**Task instructions:**
Hunt through the entries for the word "prefix" and copy each line in which it appears.

Dataset entries
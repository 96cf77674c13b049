// ============================================================================
// Ops Module
// Broadcasting-aware elementwise operations
// ============================================================================
//
// Scalar operations are plain function values (ScalarBinOp/ScalarUnOp);
// binop/unop walk two value trees in lockstep and apply them at the
// leaves. Value::{add, sub, mul, div, exp, neg, inv} are thin wrappers
// over that machinery.

mod broadcast;

pub use broadcast::{align_ranks, binop, shape_compatible, unop, ScalarBinOp, ScalarUnOp};

pub(crate) use broadcast::wrap_in_axis;
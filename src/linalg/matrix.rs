// ============================================================================
// Matrix Operations
// Transpose and rank-dispatched dot products
// ============================================================================

use super::reduce::{split, sum};
use crate::array::{Shape, Value};
use crate::numeric::{NumericError, NumericResult};
use crate::ops::wrap_in_axis;

/// Transpose a value.
///
/// Rank 2 swaps the axes through an index permutation; ranks 0 and 1
/// come back unchanged. Works on empty matrices, where it swaps a
/// `[0, c]` shape into `[c, 0]`.
///
/// # Errors
/// Returns `UnsupportedRank` above rank 2.
pub fn transpose(value: &Value) -> NumericResult<Value> {
    let arr = match value {
        Value::Scalar(_) => return Ok(value.clone()),
        Value::Array(arr) => arr,
    };
    match arr.shape().rank() {
        1 => Ok(value.clone()),
        2 => {
            let dims = arr.shape().dims();
            let (rows, cols) = (dims[0], dims[1]);
            let mut out = Vec::with_capacity(cols);
            for col in 0..cols {
                let mut items = Vec::with_capacity(rows);
                for row in 0..rows {
                    items.push(value.getitem(&[row, col])?);
                }
                out.push(Value::from_parts(Shape::vector(rows), items));
            }
            Ok(Value::from_parts(Shape::matrix(cols, rows), out))
        },
        rank => Err(NumericError::UnsupportedRank(rank)),
    }
}

/// Split along axis 1: transpose, [`split`] at `index`, transpose both
/// halves back.
///
/// On a vector the transposes are identities, so this degenerates to an
/// axis-0 split, matching the numpy behavior.
pub fn hsplit(index: usize, value: &Value) -> NumericResult<(Value, Value)> {
    let (prefix, suffix) = split(index, &transpose(value)?)?;
    Ok((transpose(&prefix)?, transpose(&suffix)?))
}

/// Generalized dot product, dispatched on operand ranks.
///
/// - any scalar operand: broadcast elementwise multiplication;
/// - vector · vector: inner product, `sum(mul(lhs, rhs))`;
/// - vector · matrix: the vector is promoted to a single-row matrix and
///   the result flattened back to a vector;
/// - matrix · vector: the vector is promoted to a column and the result
///   flattened back to a vector;
/// - matrix · matrix: matrix multiplication.
///
/// # Errors
/// Returns `ShapeMismatch` when the inner dimensions disagree and
/// `UnsupportedRank` above rank 2.
pub fn dot(lhs: &Value, rhs: &Value) -> NumericResult<Value> {
    if lhs.is_scalar() || rhs.is_scalar() {
        return lhs.mul(rhs);
    }
    match (lhs.ndim(), rhs.ndim()) {
        (1, 1) => sum(&lhs.mul(rhs)?),
        (1, 2) => {
            let promoted = wrap_in_axis(lhs.clone());
            matmul(&promoted, rhs)?.getitem(&[0])
        },
        (2, 1) => {
            let promoted = transpose(&wrap_in_axis(rhs.clone()))?;
            transpose(&matmul(lhs, &promoted)?)?.getitem(&[0])
        },
        (2, 2) => matmul(lhs, rhs),
        (a, b) => Err(NumericError::UnsupportedRank(a.max(b))),
    }
}

/// `(n, m) · (m, p) -> (n, p)` by inner products of `lhs` rows against
/// the transposed `rhs` rows. Callers guarantee both operands are rank 2.
fn matmul(lhs: &Value, rhs: &Value) -> NumericResult<Value> {
    let lshape = lhs.shape();
    let rshape = rhs.shape();
    if lshape.dims()[1] != rshape.dims()[0] {
        return Err(NumericError::shape_mismatch(lshape.dims(), rshape.dims()));
    }
    let (rows, cols) = (lshape.dims()[0], rshape.dims()[1]);
    let flipped = transpose(rhs)?;
    let mut columns = Vec::with_capacity(cols);
    for j in 0..cols {
        columns.push(flipped.getitem(&[j])?);
    }
    let mut out = Vec::with_capacity(rows);
    for i in 0..rows {
        let row = lhs.getitem(&[i])?;
        let cells = columns
            .iter()
            .map(|col| sum(&row.mul(col)?))
            .collect::<NumericResult<Vec<_>>>()?;
        out.push(Value::from_parts(Shape::vector(cols), cells));
    }
    Ok(Value::from_parts(Shape::matrix(rows, cols), out))
}

// ============================================================================
// Tests
// ============================================================================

**Answer to this exercise:**
    let (prefix, suffix) = split(index, &transpose(value)?)?;
    Ok((transpose(&prefix)?, transpose(&suffix)?))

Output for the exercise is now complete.